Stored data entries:
+===+

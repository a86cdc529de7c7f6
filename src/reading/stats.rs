//! Aggregates derived from progress history.
//!
//! Days are calendar days in UTC. Every function here is pure over a
//! history slice so the service only has to fetch rows.

use crate::db::{ProgressHistory, timestamp_to_datetime};
use chrono::{Datelike, Days, Duration, NaiveDate};
use serde::Serialize;
use std::collections::BTreeMap;

/// Highest heatmap intensity.
pub const MAX_LEVEL: u8 = 4;

/// Widest heatmap window, in days.
pub const MAX_HEATMAP_DAYS: u32 = 366;

/// One heatmap cell.
#[derive(Debug, Clone, PartialEq, Eq, Serialize)]
pub struct HeatmapDay {
    /// Calendar day.
    pub date: NaiveDate,
    /// Pages read that day.
    pub pages_read: i64,
    /// Intensity bucket, 0 to 4.
    pub level: u8,
}

/// Pages read on one day.
#[derive(Debug, Clone, PartialEq, Eq, Serialize)]
pub struct DailyPages {
    /// Calendar day.
    pub date: NaiveDate,
    /// Pages read that day.
    pub pages_read: i64,
}

/// Pages read in one Sunday-based week.
#[derive(Debug, Clone, PartialEq, Eq, Serialize)]
pub struct WeeklyPages {
    /// Sunday that opens the week.
    pub week_start: NaiveDate,
    /// Pages read that week.
    pub pages_read: i64,
}

/// Totals over a whole history.
#[derive(Debug, Clone, Default, PartialEq, Eq, Serialize)]
pub struct ReadingStats {
    /// Number of recorded sessions.
    pub total_sessions: i64,
    /// Sum of pages read.
    pub total_pages: i64,
    /// Sum of time spent, in seconds.
    pub total_time_seconds: i64,
    /// Earliest session timestamp.
    pub first_session_at: Option<i64>,
    /// Latest session timestamp.
    pub last_session_at: Option<i64>,
}

/// Calendar day (UTC) of a timestamp.
pub fn day_of(ts: i64) -> NaiveDate {
    timestamp_to_datetime(ts).date_naive()
}

/// Sunday on or before `date`.
pub fn week_start(date: NaiveDate) -> NaiveDate {
    date - Duration::days(date.weekday().num_days_from_sunday() as i64)
}

/// `ceil(pages / max * 4)` capped at 4; no pages is level 0.
pub fn heatmap_level(pages: i64, max_pages: i64) -> u8 {
    if pages <= 0 || max_pages <= 0 {
        return 0;
    }
    let level = (pages as f64 / max_pages as f64 * MAX_LEVEL as f64).ceil();
    level.min(MAX_LEVEL as f64) as u8
}

fn sum_by<K: Ord>(
    history: &[ProgressHistory],
    key: impl Fn(&ProgressHistory) -> K,
) -> BTreeMap<K, i64> {
    let mut buckets = BTreeMap::new();
    for entry in history {
        *buckets.entry(key(entry)).or_insert(0) += entry.pages_read;
    }
    buckets
}

/// First day of the trailing `days` window ending on `today`.
///
/// `None` for an empty window or one reaching past the calendar range.
pub fn window_start(today: NaiveDate, days: u32) -> Option<NaiveDate> {
    let back = days.checked_sub(1)?;
    today.checked_sub_days(Days::new(u64::from(back)))
}

/// One cell per day over the trailing `days` window ending on `today`.
pub fn heatmap(history: &[ProgressHistory], today: NaiveDate, days: u32) -> Vec<HeatmapDay> {
    let Some(start) = window_start(today, days) else {
        return Vec::new();
    };

    let in_window: Vec<ProgressHistory> = history
        .iter()
        .filter(|h| {
            let day = day_of(h.session_at);
            day >= start && day <= today
        })
        .cloned()
        .collect();
    let per_day = sum_by(&in_window, |h| day_of(h.session_at));
    let max_pages = per_day.values().copied().max().unwrap_or(0);

    start
        .iter_days()
        .take(days as usize)
        .map(|date| {
            let pages_read = per_day.get(&date).copied().unwrap_or(0);
            HeatmapDay {
                date,
                pages_read,
                level: heatmap_level(pages_read, max_pages),
            }
        })
        .collect()
}

/// Pages summed per calendar day, oldest first. Days without sessions are omitted.
pub fn pages_per_day(history: &[ProgressHistory]) -> Vec<DailyPages> {
    sum_by(history, |h| day_of(h.session_at))
        .into_iter()
        .map(|(date, pages_read)| DailyPages { date, pages_read })
        .collect()
}

/// Pages summed per week (weeks start on Sunday), oldest first.
pub fn pages_per_week(history: &[ProgressHistory]) -> Vec<WeeklyPages> {
    sum_by(history, |h| week_start(day_of(h.session_at)))
        .into_iter()
        .map(|(week_start, pages_read)| WeeklyPages {
            week_start,
            pages_read,
        })
        .collect()
}

/// Session, page and time totals.
pub fn summarize(history: &[ProgressHistory]) -> ReadingStats {
    history.iter().fold(ReadingStats::default(), |mut acc, h| {
        acc.total_sessions += 1;
        acc.total_pages += h.pages_read;
        acc.total_time_seconds += h.time_spent_seconds;
        let at = h.session_at;
        acc.first_session_at = Some(acc.first_session_at.map_or(at, |t| t.min(at)));
        acc.last_session_at = Some(acc.last_session_at.map_or(at, |t| t.max(at)));
        acc
    })
}

#[cfg(test)]
mod tests {
    use super::*;

    fn ts(y: i32, m: u32, d: u32, hour: u32) -> i64 {
        NaiveDate::from_ymd_opt(y, m, d)
            .unwrap()
            .and_hms_opt(hour, 0, 0)
            .unwrap()
            .and_utc()
            .timestamp()
    }

    fn entry(session_at: i64, pages_read: i64, time_spent_seconds: i64) -> ProgressHistory {
        ProgressHistory {
            id: 0,
            user_id: "u".to_string(),
            book_id: "b".to_string(),
            session_at,
            pages_read,
            time_spent_seconds,
        }
    }

    fn date(y: i32, m: u32, d: u32) -> NaiveDate {
        NaiveDate::from_ymd_opt(y, m, d).unwrap()
    }

    #[test]
    fn level_buckets() {
        assert_eq!(heatmap_level(0, 40), 0);
        assert_eq!(heatmap_level(1, 40), 1);
        assert_eq!(heatmap_level(10, 40), 1);
        assert_eq!(heatmap_level(11, 40), 2);
        assert_eq!(heatmap_level(30, 40), 3);
        assert_eq!(heatmap_level(40, 40), 4);
        assert_eq!(heatmap_level(5, 0), 0);
    }

    #[test]
    fn levels_are_monotonic_and_bounded() {
        let max = 37;
        let mut last = 0;
        for pages in 0..=max {
            let level = heatmap_level(pages, max);
            assert!(level <= MAX_LEVEL);
            assert!(level >= last);
            last = level;
        }
    }

    #[test]
    fn heatmap_covers_every_day_in_window() {
        let history = vec![
            entry(ts(2026, 3, 10, 8), 20, 600),
            entry(ts(2026, 3, 10, 21), 20, 600),
            entry(ts(2026, 3, 12, 9), 10, 300),
            // Outside the window
            entry(ts(2026, 3, 1, 9), 500, 300),
        ];

        let cells = heatmap(&history, date(2026, 3, 14), 7);
        assert_eq!(cells.len(), 7);
        assert_eq!(cells[0].date, date(2026, 3, 8));
        assert_eq!(cells[6].date, date(2026, 3, 14));

        let tenth = &cells[2];
        assert_eq!(tenth.pages_read, 40);
        assert_eq!(tenth.level, 4);

        let twelfth = &cells[4];
        assert_eq!(twelfth.pages_read, 10);
        assert_eq!(twelfth.level, 1);

        assert!(cells.iter().filter(|c| c.pages_read == 0).all(|c| c.level == 0));
    }

    #[test]
    fn empty_heatmap_window() {
        assert!(heatmap(&[], date(2026, 1, 1), 0).is_empty());
        let cells = heatmap(&[], date(2026, 1, 1), 3);
        assert!(cells.iter().all(|c| c.level == 0));
    }

    #[test]
    fn window_start_stays_in_calendar_range() {
        assert_eq!(window_start(date(2026, 3, 14), 7), Some(date(2026, 3, 8)));
        assert_eq!(window_start(date(2026, 3, 14), 1), Some(date(2026, 3, 14)));
        assert_eq!(window_start(date(2026, 3, 14), 0), None);
        assert_eq!(window_start(date(2026, 3, 14), u32::MAX), None);
        assert!(heatmap(&[], date(2026, 3, 14), u32::MAX).is_empty());
    }

    #[test]
    fn week_starts_on_sunday() {
        // 2026-03-15 is a Sunday
        assert_eq!(week_start(date(2026, 3, 15)), date(2026, 3, 15));
        assert_eq!(week_start(date(2026, 3, 18)), date(2026, 3, 15));
        assert_eq!(week_start(date(2026, 3, 21)), date(2026, 3, 15));
        assert_eq!(week_start(date(2026, 3, 22)), date(2026, 3, 22));
    }

    #[test]
    fn daily_and_weekly_sums() {
        let history = vec![
            entry(ts(2026, 3, 14, 8), 5, 0),
            entry(ts(2026, 3, 15, 8), 7, 0),
            entry(ts(2026, 3, 15, 20), 3, 0),
            entry(ts(2026, 3, 21, 8), 4, 0),
        ];

        let daily = pages_per_day(&history);
        assert_eq!(
            daily,
            vec![
                DailyPages { date: date(2026, 3, 14), pages_read: 5 },
                DailyPages { date: date(2026, 3, 15), pages_read: 10 },
                DailyPages { date: date(2026, 3, 21), pages_read: 4 },
            ]
        );

        let weekly = pages_per_week(&history);
        assert_eq!(
            weekly,
            vec![
                WeeklyPages { week_start: date(2026, 3, 8), pages_read: 5 },
                WeeklyPages { week_start: date(2026, 3, 15), pages_read: 14 },
            ]
        );
    }

    #[test]
    fn summary_totals() {
        let first = ts(2026, 3, 1, 8);
        let last = ts(2026, 3, 9, 8);
        let history = vec![
            entry(ts(2026, 3, 5, 8), 10, 600),
            entry(first, 0, 60),
            entry(last, 12, 900),
        ];

        let stats = summarize(&history);
        assert_eq!(stats.total_sessions, 3);
        assert_eq!(stats.total_pages, 22);
        assert_eq!(stats.total_time_seconds, 1560);
        assert_eq!(stats.first_session_at, Some(first));
        assert_eq!(stats.last_session_at, Some(last));

        assert_eq!(summarize(&[]), ReadingStats::default());
    }
}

+===+

(Action item)
A complete answer reproduces every line of the records in which the word "ceil" occurs.

(Written response)
/// `ceil(pages / max * 4)` capped at 4; no pages is level 0.
    let level = (pages as f64 / max_pages as f64 * MAX_LEVEL as f64).ceil();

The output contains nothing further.